WORK ITEM>
Everything from the line containing "pub struct HeatmapPoint" through the line containing "#[diesel(sql_type = Text)]" should be repeated exactly, and nothing else from the data.

╭──

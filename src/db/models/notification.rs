use crate::db::enums::NotificationKind;
use chrono::{DateTime, Utc};
use diesel::prelude::*;
use serde::Serialize;
use uuid::Uuid;

#[derive(Queryable, Selectable, Serialize, Clone, Debug)]
#[diesel(table_name = crate::schema::notifications)]
#[diesel(check_for_backend(diesel::pg::Pg))]
pub struct Notification {
    pub id: Uuid,
    pub user_id: Uuid,
    pub issue_id: Option<Uuid>,
    pub kind: NotificationKind,
    pub message: String,
    pub is_read: bool,
    pub created_at: DateTime<Utc>,
    pub read_at: Option<DateTime<Utc>>,
}

#[derive(Insertable, Clone, Debug)]
#[diesel(table_name = crate::schema::notifications)]
pub struct NewNotification {
    pub user_id: Uuid,
    pub issue_id: Option<Uuid>,
    pub kind: NotificationKind,
    pub message: String,
}
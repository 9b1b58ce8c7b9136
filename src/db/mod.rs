pub mod enums;
pub mod models;
pub mod repositories;

use crate::config::DatabaseConfig;
use crate::error::AppResult;
use diesel::PgConnection;
use diesel::r2d2::{self, ConnectionManager as DbConnectionManager};
use std::time::Duration;

pub type DbPool = r2d2::Pool<DbConnectionManager<PgConnection>>;

pub fn build_pool(config: &DatabaseConfig) -> AppResult<DbPool> {
    let manager = DbConnectionManager::<PgConnection>::new(&config.url);
    let pool = r2d2::Pool::builder()
        .max_size(config.max_connections)
        .min_idle(Some(config.min_connections))
        .connection_timeout(Duration::from_secs(config.connection_timeout))
        .build(manager)?;
    Ok(pool)
}
use chrono::{DateTime, Duration, NaiveDate, Utc};
use diesel::dsl::count_star;
use diesel::prelude::*;
use diesel::sql_types::{Array, BigInt, Date, Double, Nullable, Text, Timestamptz, Uuid as SqlUuid};
use serde::{Deserialize, Serialize};
use std::collections::HashMap;
use uuid::Uuid;

use crate::{
    db::enums::{IssuePriority, IssueStatus},
    db::repositories::IssueRepo,
    db::repositories::issues::IssueFilters,
    error::AppError,
    services::context::RequestContext,
};

pub const DEFAULT_WINDOW_DAYS: i64 = 30;
pub const MAX_WINDOW_DAYS: i64 = 365;

#[derive(Serialize, Deserialize, Debug, Clone, PartialEq)]
pub struct StatusCount {
    pub status: IssueStatus,
    pub count: i64,
}

#[derive(Serialize, Deserialize, Debug, Clone, PartialEq)]
pub struct PriorityCount {
    pub priority: IssuePriority,
    pub count: i64,
}

#[derive(Serialize, Deserialize, Debug, Clone, PartialEq)]
pub struct CategoryCount {
    pub category_id: Uuid,
    pub name: String,
    pub count: i64,
}

#[derive(QueryableByName, Serialize, Deserialize, Debug, Clone, PartialEq)]
pub struct DailyCount {
    #[diesel(sql_type = Date)]
    pub day: NaiveDate,
    #[diesel(sql_type = BigInt)]
    pub created: i64,
    #[diesel(sql_type = BigInt)]
    pub resolved: i64,
}

#[derive(Serialize, Deserialize, Debug, Clone, PartialEq)]
pub struct AnalyticsSummary {
    pub days: i64,
    pub total: i64,
    pub open: i64,
    pub overdue: i64,
    pub by_status: Vec<StatusCount>,
    pub by_priority: Vec<PriorityCount>,
    pub by_category: Vec<CategoryCount>,
    pub avg_resolution_hours: Option<f64>,
    pub daily: Vec<DailyCount>,
    pub generated_at: DateTime<Utc>,
}

#[derive(Serialize, Debug, Clone, PartialEq)]
pub struct HeatmapPoint {
    pub latitude: f64,
    pub longitude: f64,
    pub weight: i64,
}

#[derive(QueryableByName, Serialize, Deserialize, Debug, Clone)]
pub struct OfficerStats {
    #[diesel(sql_type = SqlUuid)]
    pub officer_id: Uuid,
    #[diesel(sql_type = Text)]
    pub name: String,
    #[diesel(sql_type = BigInt)]
    pub open_count: i64,
    #[diesel(sql_type = BigInt)]
    pub resolved_count: i64,
    #[diesel(sql_type = Nullable<Double>)]
    pub avg_resolution_hours: Option<f64>,
}

#[derive(QueryableByName)]
struct AverageHours {
    #[diesel(sql_type = Nullable<Double>)]
    hours: Option<f64>,
}

/// Per-day created/resolved counts, each aggregated once and joined onto the calendar.
const DAILY_SERIES_SQL: &str = "\
    WITH days AS ( \
        SELECT generate_series($1::date, $2::date, interval '1 day')::date AS day \
    ), created AS ( \
        SELECT (created_at AT TIME ZONE 'UTC')::date AS day, COUNT(*) AS n \
        FROM issues WHERE created_at >= $3 GROUP BY 1 \
    ), resolved AS ( \
        SELECT (resolved_at AT TIME ZONE 'UTC')::date AS day, COUNT(*) AS n \
        FROM issues WHERE resolved_at >= $3 GROUP BY 1 \
    ) \
    SELECT days.day AS day, COALESCE(created.n, 0) AS created, COALESCE(resolved.n, 0) AS resolved \
    FROM days \
    LEFT JOIN created ON created.day = days.day \
    LEFT JOIN resolved ON resolved.day = days.day \
    ORDER BY days.day";

pub struct AnalyticsService;

impl AnalyticsService {
    pub fn summary(
        conn: &mut PgConnection,
        ctx: &RequestContext,
        days: i64,
        now: DateTime<Utc>,
    ) -> Result<AnalyticsSummary, AppError> {
        ctx.require_staff()?;
        let since = window_start(now, days);

        use crate::schema::{categories, issues};

        let status_rows: Vec<(IssueStatus, i64)> = issues::table
            .group_by(issues::status)
            .select((issues::status, count_star()))
            .load(conn)?;

        let priority_rows: Vec<(IssuePriority, i64)> = issues::table
            .group_by(issues::priority)
            .select((issues::priority, count_star()))
            .load(conn)?;

        let category_rows: Vec<(Uuid, String, i64)> = issues::table
            .inner_join(categories::table)
            .group_by((categories::id, categories::name))
            .select((categories::id, categories::name, count_star()))
            .order(categories::name.asc())
            .load(conn)?;

        let overdue: i64 = issues::table
            .filter(issues::status.eq_any(IssueStatus::open_statuses()))
            .filter(issues::sla_due_at.lt(now))
            .count()
            .get_result(conn)?;

        let avg_resolution_hours = diesel::sql_query(
            "SELECT CAST(AVG(EXTRACT(EPOCH FROM (resolved_at - created_at)) / 3600.0) AS float8) AS hours \
             FROM issues WHERE resolved_at IS NOT NULL AND resolved_at >= $1",
        )
        .bind::<Timestamptz, _>(since)
        .get_result::<AverageHours>(conn)?
        .hours;

        let daily = diesel::sql_query(DAILY_SERIES_SQL)
            .bind::<Date, _>(since.date_naive())
            .bind::<Date, _>(now.date_naive())
            .bind::<Timestamptz, _>(since)
            .load::<DailyCount>(conn)?;

        let by_status = fill_status_counts(&status_rows);
        let total = by_status.iter().map(|s| s.count).sum();
        let open = by_status
            .iter()
            .filter(|s| s.status.is_open())
            .map(|s| s.count)
            .sum();

        Ok(AnalyticsSummary {
            days,
            total,
            open,
            overdue,
            by_status,
            by_priority: fill_priority_counts(&priority_rows),
            by_category: category_rows
                .into_iter()
                .map(|(category_id, name, count)| CategoryCount {
                    category_id,
                    name,
                    count,
                })
                .collect(),
            avg_resolution_hours,
            daily,
            generated_at: now,
        })
    }

    pub fn heatmap(
        conn: &mut PgConnection,
        ctx: &RequestContext,
        filters: &IssueFilters,
        limit: i64,
    ) -> Result<Vec<HeatmapPoint>, AppError> {
        ctx.require_staff()?;
        let points = IssueRepo::list_points(conn, filters, limit)?;
        Ok(points
            .into_iter()
            .map(|(latitude, longitude, votes)| HeatmapPoint {
                latitude,
                longitude,
                weight: heatmap_weight(votes),
            })
            .collect())
    }

    pub fn officers(
        conn: &mut PgConnection,
        ctx: &RequestContext,
    ) -> Result<Vec<OfficerStats>, AppError> {
        ctx.require_staff()?;
        let open: Vec<String> = IssueStatus::open_statuses()
            .iter()
            .map(|s| s.as_str().to_string())
            .collect();

        Ok(diesel::sql_query(
            "SELECT u.id AS officer_id, u.name AS name, \
                COUNT(i.id) FILTER (WHERE i.status = ANY($1)) AS open_count, \
                COUNT(i.id) FILTER (WHERE i.resolved_at IS NOT NULL) AS resolved_count, \
                CAST(AVG(EXTRACT(EPOCH FROM (i.resolved_at - i.created_at)) / 3600.0) \
                    FILTER (WHERE i.resolved_at IS NOT NULL) AS float8) AS avg_resolution_hours \
             FROM users u \
             LEFT JOIN issues i ON i.assignee_id = u.id \
             WHERE u.role IN ('officer', 'admin') AND u.is_active \
             GROUP BY u.id, u.name \
             ORDER BY open_count DESC, u.name ASC",
        )
        .bind::<Array<Text>, _>(open)
        .load::<OfficerStats>(conn)?)
    }
}

/// Clamps the requested window into `1..=365`, defaulting to 30 days.
pub fn resolve_window(days: Option<i64>) -> Result<i64, AppError> {
    match days {
        None => Ok(DEFAULT_WINDOW_DAYS),
        Some(d) if (1..=MAX_WINDOW_DAYS).contains(&d) => Ok(d),
        Some(_) => Err(AppError::validation(format!(
            "days must be between 1 and {}",
            MAX_WINDOW_DAYS
        ))),
    }
}

/// First instant counted by a window of `days` ending at `now`, today included.
pub fn window_start(now: DateTime<Utc>, days: i64) -> DateTime<Utc> {
    let first_day = now.date_naive() - Duration::days(days - 1);
    first_day.and_time(chrono::NaiveTime::MIN).and_utc()
}

pub fn heatmap_weight(vote_count: i32) -> i64 {
    1 + i64::from(vote_count.max(0))
}

/// One entry per status in declaration order, zero-filled.
pub fn fill_status_counts(rows: &[(IssueStatus, i64)]) -> Vec<StatusCount> {
    let counts: HashMap<IssueStatus, i64> = rows.iter().copied().collect();
    IssueStatus::ALL
        .iter()
        .map(|status| StatusCount {
            status: *status,
            count: counts.get(status).copied().unwrap_or(0),
        })
        .collect()
}

pub fn fill_priority_counts(rows: &[(IssuePriority, i64)]) -> Vec<PriorityCount> {
    let counts: HashMap<IssuePriority, i64> = rows.iter().copied().collect();
    IssuePriority::ALL
        .iter()
        .map(|priority| PriorityCount {
            priority: *priority,
            count: counts.get(priority).copied().unwrap_or(0),
        })
        .collect()
}

#[cfg(test)]
mod tests {
    use super::*;
    use chrono::TimeZone;

    #[test]
    fn daily_series_scans_issues_once_per_measure() {
        assert_eq!(DAILY_SERIES_SQL.matches("FROM issues").count(), 2);
        assert_eq!(DAILY_SERIES_SQL.matches("GROUP BY").count(), 2);
        assert!(!DAILY_SERIES_SQL.contains("(SELECT COUNT"));
    }

    #[test]
    fn window_defaults_and_bounds() {
        assert_eq!(resolve_window(None).unwrap(), 30);
        assert_eq!(resolve_window(Some(1)).unwrap(), 1);
        assert_eq!(resolve_window(Some(365)).unwrap(), 365);
        assert!(resolve_window(Some(0)).is_err());
        assert!(resolve_window(Some(366)).is_err());
    }

    #[test]
    fn window_start_includes_today() {
        let now = Utc.with_ymd_and_hms(2025, 3, 10, 15, 30, 0).unwrap();
        assert_eq!(
            window_start(now, 1),
            Utc.with_ymd_and_hms(2025, 3, 10, 0, 0, 0).unwrap()
        );
        assert_eq!(
            window_start(now, 7),
            Utc.with_ymd_and_hms(2025, 3, 4, 0, 0, 0).unwrap()
        );
    }

    #[test]
    fn heatmap_weight_counts_votes() {
        assert_eq!(heatmap_weight(0), 1);
        assert_eq!(heatmap_weight(9), 10);
        assert_eq!(heatmap_weight(-3), 1);
    }

    #[test]
    fn status_counts_are_zero_filled() {
        let counts = fill_status_counts(&[(IssueStatus::Resolved, 4), (IssueStatus::Submitted, 2)]);
        assert_eq!(counts.len(), IssueStatus::ALL.len());
        assert_eq!(counts[0].status, IssueStatus::Submitted);
        assert_eq!(counts[0].count, 2);
        let closed = counts.iter().find(|c| c.status == IssueStatus::Closed).unwrap();
        assert_eq!(closed.count, 0);
    }
}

╰──

RESPONSE BOX>
pub struct HeatmapPoint {
    pub latitude: f64,
    pub longitude: f64,
    pub weight: i64,
}

#[derive(QueryableByName, Serialize, Deserialize, Debug, Clone)]
pub struct OfficerStats {
    #[diesel(sql_type = SqlUuid)]
    pub officer_id: Uuid,
    #[diesel(sql_type = Text)]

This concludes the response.